UE NEWS HEALTH AND SAFETY


Two Cheers
For Half
An Ergo Standard

UE News, December 1999

On Nov. 22, after a ten-year fight against fierce employer opposition, federal OSHA has finally released its proposed Ergonomics Standard! This is still only a proposed standard. OSHA has to hold public hearings on the standard and make revisions following the hearings. It expects to issue a final, enforceable standard by the end of next year (2000), not long before the Clinton Administration leaves office.

During this period we can expect no-holds-barred employer opposition to continue, aided by their congressional allies. They don’t want to see this standard become law, even with its obvious limitations and limited worker coverage. Labor and its allies will have to fight hard to protect what is good about the proposed standard and expand its coverage to all affected workers.

WHO IS COVERED?

As proposed by OSHA, the Ergonomics Standard (CFR 1910.900) will apply to all manufacturing and manual handling operations. This means that in manufacturing companies, assembly-line workers, inspectors (testers, weighers, etc.), machine operators and machine loaders and unloaders will ordinarily be covered. Not usually covered in these manufacturing plants are administrative and clerical jobs, janitorial and maintenance jobs, supervisors, technical and professional jobs, security guards, cafeteria workers and sales and marketing employees.

Manual handling operations include patient-handling jobs (nursing aides, orderlies, etc.), hand packing and packaging, package sorting, handling and delivery, stock handling and bagging and grocery store bagging, as well as garbage collecting. Not usually covered are administrative and clerical jobs, technical and clerical jobs and jobs which involve only infrequent, "as needed" or emergency lifting.

However, either in manufacturing or material handling operations, which jobs are covered and which are not must be determined based on an examination of actual physical work conditions and work activities. Whichever jobs are covered, all manufacturing or material handling facilities must have an ergonomics program as part of this standard.
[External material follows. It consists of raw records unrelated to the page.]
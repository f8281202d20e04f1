//! Storefront configuration loaded from environment variables.
//!
//! # Environment Variables
//!
//! All variables are optional.
//!
//! - `RESTO_DATA_DIR` - Directory backing durable storage (default: `.resto`)
//! - `RESTO_MENU_FILE` - JSON menu to use instead of the built-in one
//! - `RESTO_EXPORT_DIR` - Where printable bills are written (default: `<data dir>/exports`)
//! - `RESTO_LOG_FORMAT` - `pretty` or `json` (default: `pretty`)
//! - `RUST_LOG` - Standard tracing filter directives

use std::path::PathBuf;
use std::str::FromStr;

use thiserror::Error;

const DEFAULT_DATA_DIR: &str = ".resto";

/// Configuration errors that can occur during loading.
#[derive(Debug, Error, PartialEq, Eq)]
pub enum ConfigError {
    #[error("Invalid environment variable {0}: {1}")]
    InvalidEnvVar(String, String),
}

/// Log output format.
#[derive(Debug, Clone, Copy, PartialEq, Eq, Default)]
pub enum LogFormat {
    /// Human-readable lines.
    #[default]
    Pretty,
    /// One JSON object per event.
    Json,
}

impl FromStr for LogFormat {
    type Err = String;

    fn from_str(s: &str) -> Result<Self, Self::Err> {
        match s.to_ascii_lowercase().as_str() {
            "pretty" => Ok(Self::Pretty),
            "json" => Ok(Self::Json),
            other => Err(format!("expected `pretty` or `json`, got `{other}`")),
        }
    }
}

/// Storefront configuration.
#[derive(Debug, Clone, PartialEq, Eq)]
pub struct StorefrontConfig {
    /// Directory holding the durable key-value store
    pub data_dir: PathBuf,
    /// Menu file overriding the built-in menu
    pub menu_file: Option<PathBuf>,
    /// Directory for exported bills
    pub export_dir: PathBuf,
    /// Log output format
    pub log_format: LogFormat,
}

impl Default for StorefrontConfig {
    fn default() -> Self {
        let data_dir = PathBuf::from(DEFAULT_DATA_DIR);
        Self {
            export_dir: data_dir.join("exports"),
            data_dir,
            menu_file: None,
            log_format: LogFormat::default(),
        }
    }
}

impl StorefrontConfig {
    /// Load configuration from environment variables.
    ///
    /// Calls `dotenvy::dotenv()` to load from `.env` file if present.
    ///
    /// # Errors
    ///
    /// Returns `ConfigError` if a variable is set to an invalid value.
    pub fn from_env() -> Result<Self, ConfigError> {
        // Load .env file if present (ignore errors if not found)
        let _ = dotenvy::dotenv();
        Self::from_lookup(|key| std::env::var(key).ok())
    }

    /// Build configuration from an arbitrary variable source.
    ///
    /// # Errors
    ///
    /// Returns `ConfigError` if a variable is set to an invalid value.
    pub fn from_lookup(lookup: impl Fn(&str) -> Option<String>) -> Result<Self, ConfigError> {
        let get = |key: &str| lookup(key).filter(|value| !value.trim().is_empty());

        let data_dir = get("RESTO_DATA_DIR").map_or_else(|| PathBuf::from(DEFAULT_DATA_DIR), PathBuf::from);
        let export_dir = get("RESTO_EXPORT_DIR").map_or_else(|| data_dir.join("exports"), PathBuf::from);
        let menu_file = get("RESTO_MENU_FILE").map(PathBuf::from);
        let log_format = get("RESTO_LOG_FORMAT")
            .map(|value| value.parse::<LogFormat>())
            .transpose()
            .map_err(|e| ConfigError::InvalidEnvVar("RESTO_LOG_FORMAT".to_string(), e))?
            .unwrap_or_default();

        Ok(Self {
            data_dir,
            menu_file,
            export_dir,
            log_format,
        })
    }

    /// Path of the printable bill export.
    #[must_use]
    pub fn bill_export_path(&self) -> PathBuf {
        self.export_dir.join("bill.html")
    }
}

#[cfg(test)]
#[allow(clippy::unwrap_used)]
mod tests {
    use std::collections::HashMap;

    use super::*;

    fn lookup(vars: &[(&str, &str)]) -> impl Fn(&str) -> Option<String> {
        let vars: HashMap<String, String> = vars
            .iter()
            .map(|(k, v)| ((*k).to_string(), (*v).to_string()))
            .collect();
        move |key| vars.get(key).cloned()
    }

    #[test]
    fn test_defaults() {
        let config = StorefrontConfig::from_lookup(lookup(&[])).unwrap();
        assert_eq!(config, StorefrontConfig::default());
        assert_eq!(config.data_dir, PathBuf::from(".resto"));
        assert_eq!(config.bill_export_path(), PathBuf::from(".resto/exports/bill.html"));
    }

    #[test]
    fn test_export_dir_follows_data_dir() {
        let config = StorefrontConfig::from_lookup(lookup(&[("RESTO_DATA_DIR", "/srv/resto")])).unwrap();
        assert_eq!(config.export_dir, PathBuf::from("/srv/resto/exports"));
    }

    #[test]
    fn test_overrides() {
        let config = StorefrontConfig::from_lookup(lookup(&[
            ("RESTO_MENU_FILE", "menu.json"),
            ("RESTO_EXPORT_DIR", "out"),
            ("RESTO_LOG_FORMAT", "JSON"),
        ]))
        .unwrap();
        assert_eq!(config.menu_file, Some(PathBuf::from("menu.json")));
        assert_eq!(config.export_dir, PathBuf::from("out"));
        assert_eq!(config.log_format, LogFormat::Json);
    }

    #[test]
    fn test_invalid_log_format() {
        let err = StorefrontConfig::from_lookup(lookup(&[("RESTO_LOG_FORMAT", "xml")])).unwrap_err();
        assert!(matches!(err, ConfigError::InvalidEnvVar(var, _) if var == "RESTO_LOG_FORMAT"));
    }

    #[test]
    fn test_blank_values_are_ignored() {
        let config = StorefrontConfig::from_lookup(lookup(&[("RESTO_MENU_FILE", "  ")])).unwrap();
        assert!(config.menu_file.is_none());
    }
}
BUT, if you are not in such a facility, your company or firm will not be covered by the standard unless one or more work-related musculoskeletal disorders (MSD) is reported and recorded. This means that office workers, who may spend all day working at their computers, are not automatically covered by the standard. Nor are workers in all other non-manufacturing general industry facilities, unless a work-related MSD is reported and recorded. Thus many affected UE members, as well as many other workers, would not be covered by this standard.

This provision (that a company must develop and implement a plan if an MSD is reported and recorded in the OSHA log) is an invitation to companies to put pressure on workers not to report their injuries. Can’t you see an office manager begging, cajoling or threatening an office worker not to report his or her injuries? And if there is no union at the plant, how can a worker protect his or her job after reporting an MSD? (Also, even in a union shop after a worker reports, the union needs to make sure that the report is recorded in the OSHA log.) This provision alone makes the proposed OSHA Ergonomics Standard only half a standard — good for those it covers, but almost useless for those it doesn’t.

WHAT IS REQUIRED?

OSHA requires the following elements in any employer ergonomics program:

  • Management Leadership — Establish a system to report and respond to signs and symptoms of these disorders.
       

  • Employee Participation — Worker access to information about the program, and input in developing, implementing and evaluating all program elements.
       

  • Job Hazard Analysis Controls — Employers must uncover and eliminate or reduce all ergonomic hazards.
       

  • Worker Training — Provide initial and then periodic training to all affected employees (at least once every three years).
       

  • MSD Management — Provide access to a health-care professional for injured workers and maintain workers’ pay while on work restrictions.
        

  • Program Evaluation and Review At least every three years.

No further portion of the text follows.